Refletindo sobre o caso unilateral, o desanimado lateral reconheceu as falhas táticas da Escócia. “Demos demasiada liberdade ao orquestrador do meio-campo alemão para controlar o ritmo e o ritmo do jogo. Contra um talento da magnitude de Kroos, esse luxo revelou-se a nossa ruína numa tarde profundamente frustrante”.
A salva inicial viu Florian Wirtz dar vantagem aos anfitriões, antes de Jamal Musiala e Kai Havertz ampliarem o domínio da Alemanha com mais golos em ambos os lados do intervalo.

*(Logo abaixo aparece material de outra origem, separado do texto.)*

//! List, map, and array encodings
//!
//! All three compound types share the same header shape (a size prefix followed by a
//! count) and the same size-variant selection rule on encode: prefer the 8-bit form,
//! fall back to 32-bit once the count or payload no longer fits in a byte.

mod array;
mod list;
mod map;

pub use array::{read_symbol_array, write_symbol_array};
pub use list::{read_list_header, write_list};
pub use map::{read_map_header, write_map, MapReader};

use std::convert::TryFrom;

use crate::error::{Error, Result};
use crate::fixed_width::SMALL_WIDTH_MAX;
use crate::format_code::EncodingCodes as Code;
use crate::read::Read;
use crate::write::Write;

/// The decoded header of a list, array, or map: how many elements it declares, and how
/// many bytes of payload follow (not counting the count field itself).
#[derive(Debug, Clone, Copy, PartialEq, Eq)]
pub struct CompoundHeader {
    /// Number of elements (for maps: number of keys plus number of values).
    pub count: usize,
    /// Bytes of payload following the count field.
    pub payload_size: usize,
}

/// Reads a compound header for `small_code`/`large_code`, optionally accepting `List0`
/// and/or `Null`.
pub(crate) fn read_compound_header(
    r: &mut impl Read,
    context: &'static str,
    small_code: Code,
    large_code: Code,
    allow_list0: bool,
) -> Result<Option<CompoundHeader>> {
    let code = Code::try_from(r.read_one()?)?;

    if code == Code::Null {
        return Ok(None);
    }
    if allow_list0 && code == Code::List0 {
        return Ok(Some(CompoundHeader {
            count: 0,
            payload_size: 0,
        }));
    }

    let (size, count, count_width) = if code == small_code {
        let size = r.read_one()? as usize;
        let count = r.read_one()? as usize;
        (size, count, 1)
    } else if code == large_code {
        let size = u32::from_be_bytes(r.read_const_bytes()?) as usize;
        let count = u32::from_be_bytes(r.read_const_bytes()?) as usize;
        (size, count, 4)
    } else {
        return Err(Error::UnexpectedCode {
            context,
            code: code as u8,
        });
    };

    if count > r.remaining() {
        return Err(Error::InvalidLength);
    }
    let payload_size = size
        .checked_sub(count_width)
        .ok_or(Error::InvalidLength)?;
    if payload_size > r.remaining() {
        return Err(Error::InvalidLength);
    }

    Ok(Some(CompoundHeader { count, payload_size }))
}

/// Writes a compound header (size + count) for already-encoded element bytes, choosing
/// the 8-bit or 32-bit variant by count and payload size, per §4.2.
///
/// `payload_len` is the total length of the elements that will be written after this
/// header; `count` is the element count the encoder declares (for maps: pairs * 2).
pub(crate) fn write_compound_header(
    w: &mut impl Write,
    small_code: Code,
    large_code: Code,
    count: usize,
    payload_len: usize,
) -> Result<()> {
    write_compound_header_with_threshold(w, small_code, large_code, count, payload_len, SMALL_WIDTH_MAX + 1)
}

/// Same as [`write_compound_header`] but with an explicit count threshold for choosing
/// the 8-bit variant. Maps use 255 rather than 256 (see [`crate::collection::map`]).
pub(crate) fn write_compound_header_with_threshold(
    w: &mut impl Write,
    small_code: Code,
    large_code: Code,
    count: usize,
    payload_len: usize,
    count_threshold: usize,
) -> Result<()> {
    if count < count_threshold && payload_len < SMALL_WIDTH_MAX {
        let size: u8 = (payload_len + 1)
            .try_into()
            .map_err(|_| Error::TooLong)?;
        w.write_one(small_code as u8);
        w.write_one(size);
        w.write_one(count as u8);
    } else {
        let size: u32 = (payload_len + 4)
            .try_into()
            .map_err(|_| Error::TooLong)?;
        let count: u32 = count.try_into().map_err(|_| Error::TooLong)?;
        w.write_one(large_code as u8);
        w.write_slice(&size.to_be_bytes());
        w.write_slice(&count.to_be_bytes());
    }
    Ok(())
}
//! 2.7.6 Disposition: inform a peer of delivery state changes.

use crate::composite_schema;
use crate::definitions::{DeliveryNumber, Role};
use crate::delivery_state::DeliveryState;

/// Informs the remote peer of delivery state changes for one or more deliveries,
/// identified by a contiguous range of delivery ids.
#[derive(Debug, Clone, PartialEq)]
pub struct Disposition {
    /// Whether the sender of this frame is acting as sender or receiver of the
    /// deliveries being updated.
    pub role: Role,

    /// The lower bound of the delivery-id range this disposition covers.
    pub first: DeliveryNumber,

    /// The upper bound of the range, inclusive; absent means the range is just `first`.
    pub last: Option<DeliveryNumber>,

    /// Whether the delivery range is settled by the issuer of this frame.
    pub settled: bool,

    /// The state of every delivery in the range, as seen by the issuer of this frame.
    pub state: Option<DeliveryState>,

    /// Whether the issuer permits this disposition to be batched with others.
    pub batchable: bool,
}

impl Disposition {
    /// Creates a `Disposition` for the given role and delivery range, with every other
    /// field at its default or absent.
    pub fn new(role: Role, first: DeliveryNumber) -> Self {
        Self {
            role,
            first,
            last: None,
            settled: false,
            state: None,
            batchable: false,
        }
    }
}

composite_schema! {
    struct Disposition, code = 0x15;
    role: Role = (required),
    first: DeliveryNumber = (required),
    last: Option<DeliveryNumber> = (optional),
    settled: bool = (default, false),
    state: Option<DeliveryState> = (optional),
    batchable: bool = (default, false),
}

#[cfg(test)]
mod tests {
    use super::*;
    use amqp_codec::dispatch::{marshal, unmarshal};
    use amqp_codec::format_code::EncodingCodes as Code;
    use amqp_codec::read::SliceReader;
    use crate::delivery_state::Accepted;

    #[test]
    fn disposition_round_trips_with_defaults_applied() {
        let disposition = Disposition::new(Role::Sender, 0);
        let mut buf = Vec::new();
        marshal(&mut buf, &disposition).unwrap();

        let mut r = SliceReader::new(&buf);
        let decoded: Disposition = unmarshal(&mut r).unwrap();
        assert!(!decoded.settled);
        assert!(!decoded.batchable);
        assert_eq!(decoded.last, None);
    }

    #[test]
    fn settled_accepted_disposition_matches_the_documented_wire_bytes() {
        let disposition = Disposition {
            role: Role::Receiver,
            first: 0,
            last: None,
            settled: true,
            state: Some(DeliveryState::Accepted(Accepted {})),
            batchable: false,
        };
        let mut buf = Vec::new();
        marshal(&mut buf, &disposition).unwrap();

        // `batchable` is a `default` field, which always marshals its current value
        // rather than vanishing when it equals the default, so all six fields are
        // present on the wire here even though `batchable` is `false`.
        assert_eq!(
            buf,
            vec![
                0x0,
                Code::SmallUlong as u8,
                0x15,
                Code::List8 as u8,
                0xa,
                0x6,
                Code::BooleanTrue as u8,
                Code::Uint0 as u8,
                Code::Null as u8,
                Code::BooleanTrue as u8,
                0x0,
                Code::SmallUlong as u8,
                0x24,
                Code::List0 as u8,
                Code::BooleanFalse as u8,
            ]
        );

        let mut r = SliceReader::new(&buf);
        let decoded: Disposition = unmarshal(&mut r).unwrap();
        assert_eq!(decoded, disposition);
    }
}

Niclas Füllkrug e Emre Can agravaram os problemas da Escócia com golos tardios, embora o autogolo de Antonio Rüdiger tenha oferecido pouco consolo aos visitantes.
Apesar da derrota contundente, Robertson adotou um tom digno e introspectivo, evitando desculpas e, em vez disso, destacando as gritantes disparidades de qualidade que separavam os dois lados. O desanimado escocês tentará agora reunir os seus companheiros de equipa antes do próximo desafio, determinado a restaurar o orgulho pelas cores do país e a montar uma resposta mais formidável. O Brasil também participa da Euro 2024. Polônia e outras seleções.